Example metadata are the GEN
(name of the federal state or shape), AGS
(amtlicher Gemeindeschlüssel) columns printed below as well as CRS
information on the used coordinate frame.
[3]:
gdf.GEN
[3]:
0 Schleswig-Holstein
1 Hamburg
2 Niedersachsen
3 Bremen
4 Nordrhein-Westfalen
5 Hessen
6 Rheinland-Pfalz
7 Baden-Württemberg
8 Bayern
9 Saarland
10 Berlin
11 Brandenburg
12 Mecklenburg-Vorpommern
13 Sachsen
14 Sachsen-Anhalt
15 Thüringen
16 Schleswig-Holstein
17 Hamburg
18 Niedersachsen
19 Niedersachsen
20 Bremen
21 Mecklenburg-Vorpommern
22 Baden-Württemberg (Bodensee)
23 Bayern (Bodensee)
Name: GEN, dtype: object
[4]:
gdf.AGS
[4]:
0 01
1 02
2 03
3 04
4 05
5 06
6 07
7 08
8 09
9 10
10 11
11 12
12 13
13 14
14 15
15 16
16 01
17 02
18 03
19 03
20 04
21 13
22 08
23 09
Name: AGS, dtype: object
[6]:
gdf.crs
[6]:
<Projected CRS: EPSG:25832>
Name: ETRS89 / UTM zone 32N
Axis Info [cartesian]:
- E[east]: Easting (metre)
- N[north]: Northing (metre)
Area of Use:
- name: Europe between 6°E and 12°E: Austria; Belgium; Denmark - onshore and offshore; Germany - onshore and offshore; Norway including - onshore and offshore; Spain - offshore.

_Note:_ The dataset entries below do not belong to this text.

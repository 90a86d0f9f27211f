use axum::{
    extract::DefaultBodyLimit,
    routing::{get, post},
    Router,
};
use std::sync::Arc;
use tower_http::trace::TraceLayer;

use super::handlers;
use crate::AppState;

/// Room for the resume's text fields and multipart framing on top of the file.
const FORM_OVERHEAD: usize = 1024 * 1024;

pub fn create_router(state: Arc<AppState>) -> Router {
    let upload_limit = state.config.max_upload_size as usize + FORM_OVERHEAD;

    Router::new()
        // Resumes
        .route("/api/resumes", get(handlers::list_resumes))
        .route(
            "/api/resumes",
            post(handlers::create_resume).layer(DefaultBodyLimit::max(upload_limit)),
        )
        // Developer applications
        .route(
            "/api/developer-applications",
            get(handlers::list_developer_applications)
                .post(handlers::create_developer_application),
        )
        // AI queries
        .route(
            "/api/ai-queries",
            get(handlers::list_ai_queries).post(handlers::create_ai_query),
        )
        // Internal
        .route("/_internal/health", get(handlers::health))
        .layer(TraceLayer::new_for_http())
        .with_state(state)
}
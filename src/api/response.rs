use axum::extract::multipart::MultipartRejection;
use axum::extract::rejection::JsonRejection;
use axum::extract::{FromRequest, Request};
use axum::http::StatusCode;
use axum::Json;
use serde::{Deserialize, Serialize};

use crate::validation::{FieldError, ValidationError};

// ============================================================================
// Failure body
// ============================================================================

/// Body of every non-2xx response: `{ message, errors? }`.
#[derive(Debug, Serialize, Deserialize)]
pub struct ErrorBody {
    pub message: String,
    #[serde(default, skip_serializing_if = "Option::is_none")]
    pub errors: Option<Vec<FieldErrorBody>>,
}

#[derive(Debug, Serialize, Deserialize)]
pub struct FieldErrorBody {
    pub field: String,
    pub message: String,
}

impl From<FieldError> for FieldErrorBody {
    fn from(e: FieldError) -> Self {
        Self {
            field: e.field,
            message: e.message,
        }
    }
}

// ============================================================================
// Unified error type for handlers
// ============================================================================

/// Either a client failure (4xx, may carry field errors) or a server error
/// (5xx, message only).
#[derive(Debug)]
pub enum ApiError {
    Fail {
        status: StatusCode,
        message: String,
        errors: Option<Vec<FieldErrorBody>>,
    },
    Error(StatusCode, String),
}

impl axum::response::IntoResponse for ApiError {
    fn into_response(self) -> axum::response::Response {
        let (status, body) = match self {
            ApiError::Fail {
                status,
                message,
                errors,
            } => (status, ErrorBody { message, errors }),
            ApiError::Error(status, message) => (
                status,
                ErrorBody {
                    message,
                    errors: None,
                },
            ),
        };
        (status, Json(body)).into_response()
    }
}

impl ApiError {
    fn fail(status: StatusCode, message: impl Into<String>) -> Self {
        ApiError::Fail {
            status,
            message: message.into(),
            errors: None,
        }
    }

    pub fn bad_request(message: impl Into<String>) -> Self {
        Self::fail(StatusCode::BAD_REQUEST, message)
    }

    pub fn payload_too_large(message: impl Into<String>) -> Self {
        Self::fail(StatusCode::PAYLOAD_TOO_LARGE, message)
    }

    pub fn unsupported_media_type(message: impl Into<String>) -> Self {
        Self::fail(StatusCode::UNSUPPORTED_MEDIA_TYPE, message)
    }

    pub fn internal(message: impl Into<String>) -> Self {
        ApiError::Error(StatusCode::INTERNAL_SERVER_ERROR, message.into())
    }
}

impl From<ValidationError> for ApiError {
    fn from(e: ValidationError) -> Self {
        ApiError::Fail {
            status: StatusCode::BAD_REQUEST,
            message: "Validation error".to_string(),
            errors: Some(e.errors.into_iter().map(FieldErrorBody::from).collect()),
        }
    }
}

impl From<MultipartRejection> for ApiError {
    fn from(rejection: MultipartRejection) -> Self {
        ApiError::bad_request(format!("Invalid multipart request: {}", rejection.body_text()))
    }
}

// ============================================================================
// Custom extractors (reject with the failure body)
// ============================================================================

/// Drop-in replacement for `axum::Json` that rejects with `ApiError`.
pub struct AppJson<T>(pub T);

#[axum::async_trait]
impl<S, T> FromRequest<S> for AppJson<T>
where
    axum::Json<T>: FromRequest<S, Rejection = JsonRejection>,
    S: Send + Sync,
{
    type Rejection = ApiError;

    async fn from_request(req: Request, state: &S) -> Result<Self, ApiError> {
        match axum::Json::<T>::from_request(req, state).await {
            Ok(Json(value)) => Ok(AppJson(value)),
            Err(rejection) => {
                let message = match rejection {
                    JsonRejection::JsonDataError(err) => {
                        format!("Invalid request body: {}", err.body_text())
                    }
                    JsonRejection::JsonSyntaxError(_) => "Malformed JSON in request body".into(),
                    JsonRejection::MissingJsonContentType(_) => {
                        "Missing Content-Type: application/json header".into()
                    }
                    _ => "Failed to read request body".into(),
                };
                Err(ApiError::bad_request(message))
            }
        }
    }
}
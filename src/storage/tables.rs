use redb::TableDefinition;

/// Resume records: insertion sequence -> Resume (msgpack)
pub const RESUMES: TableDefinition<u64, &[u8]> = TableDefinition::new("resumes");

/// Developer applications: insertion sequence -> DeveloperApplication (msgpack)
pub const DEVELOPER_APPLICATIONS: TableDefinition<u64, &[u8]> =
    TableDefinition::new("developer_applications");

/// AI queries: insertion sequence -> AiQuery (msgpack)
pub const AI_QUERIES: TableDefinition<u64, &[u8]> = TableDefinition::new("ai_queries");

/// Queue number index: queue number -> application uuid (uniqueness guard)
pub const QUEUE_NUMBERS: TableDefinition<&str, &str> = TableDefinition::new("queue_numbers");

/// User records: uuid -> User (msgpack)
pub const USERS: TableDefinition<&str, &[u8]> = TableDefinition::new("users");

/// Username index: username -> uuid
pub const USERNAMES: TableDefinition<&str, &str> = TableDefinition::new("usernames");

/// Per-table counters: table name -> last allocated sequence
pub const SEQUENCES: TableDefinition<&str, u64> = TableDefinition::new("sequences");
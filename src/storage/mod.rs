mod ai_queries;
mod applications;
pub mod db;
pub mod models;
mod resumes;
mod tables;
mod users;

pub use db::{Database, DatabaseError};
pub use tables::*;
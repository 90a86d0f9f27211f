//! career-intake - intake API for a careers site
//!
//! This crate provides the submission backend behind the site's forms:
//! - Resume uploads (PDF/DOC/DOCX, measured but not stored)
//! - Developer applications with collision-free `DEV-<year>-<seq>` queue numbers
//! - Keyword-routed canned career advice for free-text queries
//! - redb embedded database for the append-only record tables

pub mod advisor;
pub mod api;
pub mod config;
pub mod credentials;
pub mod queue_number;
pub mod storage;
#[cfg(test)]
pub mod testutil;
pub mod validation;

use config::Config;
use storage::Database;

/// Shared application state
pub struct AppState {
    pub config: Config,
    pub db: Database,
}
use axum::Json;
use serde::Serialize;

#[derive(Debug, Serialize)]
pub struct HealthResponse {
    pub status: String,
    pub version: String,
}

pub async fn health() -> Json<HealthResponse> {
    Json(HealthResponse {
        status: "ok".to_string(),
        version: env!("CARGO_PKG_VERSION").to_string(),
    })
}
use axum::extract::State;
use axum::Json;
use serde::Serialize;
use std::sync::Arc;

use super::store_error;
use crate::api::response::{ApiError, AppJson};
use crate::storage::models::DeveloperApplication;
use crate::validation::{validate_developer_application, DeveloperApplicationSubmission};
use crate::AppState;

#[derive(Debug, Serialize)]
#[serde(rename_all = "camelCase")]
pub struct DeveloperApplicationResponse {
    pub id: String,
    pub queue_number: String,
    pub full_name: String,
    pub email: String,
    pub experience: String,
    pub tech_stack: Vec<String>,
    pub github_profile: Option<String>,
    pub portfolio_website: Option<String>,
    pub motivation: String,
    pub created_at: String,
}

pub async fn create_developer_application(
    State(state): State<Arc<AppState>>,
    AppJson(req): AppJson<DeveloperApplicationSubmission>,
) -> Result<Json<DeveloperApplicationResponse>, ApiError> {
    let new = validate_developer_application(req)?;
    let application = state
        .db
        .create_developer_application(new)
        .map_err(store_error("Failed to submit application"))?;

    tracing::debug!(
        application_id = %application.id,
        queue_number = %application.queue_number,
        "Created developer application"
    );
    Ok(Json(application_to_response(&application)))
}

pub async fn list_developer_applications(
    State(state): State<Arc<AppState>>,
) -> Result<Json<Vec<DeveloperApplicationResponse>>, ApiError> {
    let applications = state
        .db
        .get_all_developer_applications()
        .map_err(store_error("Failed to fetch applications"))?;
    Ok(Json(
        applications.iter().map(application_to_response).collect(),
    ))
}

fn application_to_response(a: &DeveloperApplication) -> DeveloperApplicationResponse {
    DeveloperApplicationResponse {
        id: a.id.clone(),
        queue_number: a.queue_number.clone(),
        full_name: a.full_name.clone(),
        email: a.email.clone(),
        experience: a.experience.clone(),
        tech_stack: a.tech_stack.clone(),
        github_profile: a.github_profile.clone(),
        portfolio_website: a.portfolio_website.clone(),
        motivation: a.motivation.clone(),
        created_at: a.created_at.to_rfc3339(),
    }
}
//! Human-facing ticket identifiers for developer applications.
//!
//! The sequence itself is allocated by the store inside the insert's write
//! transaction; this module only renders it.

/// Render `DEV-<year>-<seq>`, padding the sequence to at least three digits.
pub fn format(year: i32, seq: u64) -> String {
    format!("DEV-{year}-{seq:03}")
}
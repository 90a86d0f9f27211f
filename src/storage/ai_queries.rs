use chrono::Utc;

use super::db::{Database, DatabaseError};
use super::models::{AiQuery, NewAiQuery};
use super::tables::AI_QUERIES;

impl Database {
    /// Persist a query together with the response chosen for it
    pub fn create_ai_query(&self, new: NewAiQuery) -> Result<AiQuery, DatabaseError> {
        let ai_query = AiQuery {
            id: uuid::Uuid::new_v4().to_string(),
            query: new.query,
            response: new.response,
            created_at: Utc::now(),
        };

        let write_txn = self.begin_write()?;
        let seq = Self::next_sequence(&write_txn, "ai_queries")?;
        Self::insert_sequenced(&write_txn, AI_QUERIES, seq, &ai_query)?;
        write_txn.commit()?;

        Ok(ai_query)
    }

    pub fn get_all_ai_queries(&self) -> Result<Vec<AiQuery>, DatabaseError> {
        self.read_all(AI_QUERIES)
    }
}
use chrono::{DateTime, Utc};
use serde::{Deserialize, Serialize};

// ============================================================================
// Stored records
// ============================================================================

/// A user account. Only the salted hash of the password is kept.
#[derive(Debug, Clone, PartialEq, Serialize, Deserialize)]
pub struct User {
    pub id: String,
    pub username: String,
    pub password_hash: String,
}

/// A resume submission. The uploaded bytes are measured, never stored.
#[derive(Debug, Clone, PartialEq, Serialize, Deserialize)]
pub struct Resume {
    pub id: String,
    pub full_name: String,
    pub email: String,
    #[serde(default)]
    pub phone: Option<String>,
    #[serde(default)]
    pub desired_position: Option<String>,
    pub file_name: String,
    pub file_size: String,
    #[serde(default)]
    pub additional_info: Option<String>,
    pub created_at: DateTime<Utc>,
}

#[derive(Debug, Clone, PartialEq, Serialize, Deserialize)]
pub struct DeveloperApplication {
    pub id: String,
    pub queue_number: String,
    pub full_name: String,
    pub email: String,
    pub experience: String,
    pub tech_stack: Vec<String>,
    #[serde(default)]
    pub github_profile: Option<String>,
    #[serde(default)]
    pub portfolio_website: Option<String>,
    pub motivation: String,
    pub created_at: DateTime<Utc>,
}

#[derive(Debug, Clone, PartialEq, Serialize, Deserialize)]
pub struct AiQuery {
    pub id: String,
    pub query: String,
    pub response: String,
    pub created_at: DateTime<Utc>,
}

// ============================================================================
// Validated inputs (produced by the validation layer, consumed by the store)
// ============================================================================

#[derive(Debug, Clone, PartialEq)]
pub struct NewUser {
    pub username: String,
    pub password: String,
}

#[derive(Debug, Clone, PartialEq)]
pub struct NewResume {
    pub full_name: String,
    pub email: String,
    pub phone: Option<String>,
    pub desired_position: Option<String>,
    pub file_name: String,
    pub file_size: String,
    pub additional_info: Option<String>,
}

#[derive(Debug, Clone, PartialEq)]
pub struct NewDeveloperApplication {
    pub full_name: String,
    pub email: String,
    pub experience: String,
    pub tech_stack: Vec<String>,
    pub github_profile: Option<String>,
    pub portfolio_website: Option<String>,
    pub motivation: String,
}

#[derive(Debug, Clone, PartialEq)]
pub struct NewAiQuery {
    pub query: String,
    pub response: String,
}
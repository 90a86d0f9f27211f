use chrono::{Datelike, Utc};
use redb::ReadableTable;

use super::db::{Database, DatabaseError};
use super::models::{DeveloperApplication, NewDeveloperApplication};
use super::tables::{DEVELOPER_APPLICATIONS, QUEUE_NUMBERS};
use crate::queue_number;

impl Database {
    // ========================================================================
    // Developer application operations
    // ========================================================================

    /// Assign the next queue number and persist the application.
    ///
    /// Sequence allocation, the uniqueness check and the insert share one
    /// write transaction, so concurrent callers always observe distinct
    /// sequence values.
    pub fn create_developer_application(
        &self,
        new: NewDeveloperApplication,
    ) -> Result<DeveloperApplication, DatabaseError> {
        let now = Utc::now();
        let write_txn = self.begin_write()?;

        let seq = Self::next_sequence(&write_txn, "developer_applications")?;
        let application = DeveloperApplication {
            id: uuid::Uuid::new_v4().to_string(),
            queue_number: queue_number::format(now.year(), seq),
            full_name: new.full_name,
            email: new.email,
            experience: new.experience,
            tech_stack: new.tech_stack,
            github_profile: new.github_profile,
            portfolio_website: new.portfolio_website,
            motivation: new.motivation,
            created_at: now,
        };

        {
            let mut index = write_txn.open_table(QUEUE_NUMBERS)?;
            if index.get(application.queue_number.as_str())?.is_some() {
                // Dropping the transaction without commit rolls back the sequence bump
                return Err(DatabaseError::DuplicateQueueNumber(
                    application.queue_number,
                ));
            }
            index.insert(
                application.queue_number.as_str(),
                application.id.as_str(),
            )?;
        }
        Self::insert_sequenced(&write_txn, DEVELOPER_APPLICATIONS, seq, &application)?;
        write_txn.commit()?;

        Ok(application)
    }

    /// All developer applications in queue order
    pub fn get_all_developer_applications(
        &self,
    ) -> Result<Vec<DeveloperApplication>, DatabaseError> {
        self.read_all(DEVELOPER_APPLICATIONS)
    }
}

- bounds: (6.0, 38.76, 12.01, 84.33)
Coordinate Operation:
- name: UTM zone 32N
- method: Transverse Mercator
Datum: European Terrestrial Reference System 1989 ensemble
- Ellipsoid: GRS 1980
- Prime Meridian: Greenwich
[5]:
# plot the GeoDataFrame
fig, ax = plt.subplots(1, 1, figsize=(10, 6))
gdf.plot(column=gdf.area, legend=True, ax=ax, cmap="viridis", edgecolor="black")
# add titles and labels
ax.set_title("Area Visualization", fontsize=20)
ax.set_xlabel("Longitude [geopandas units]", fontsize=14)
ax.set_ylabel("Latitude [geopandas units]", fontsize=14)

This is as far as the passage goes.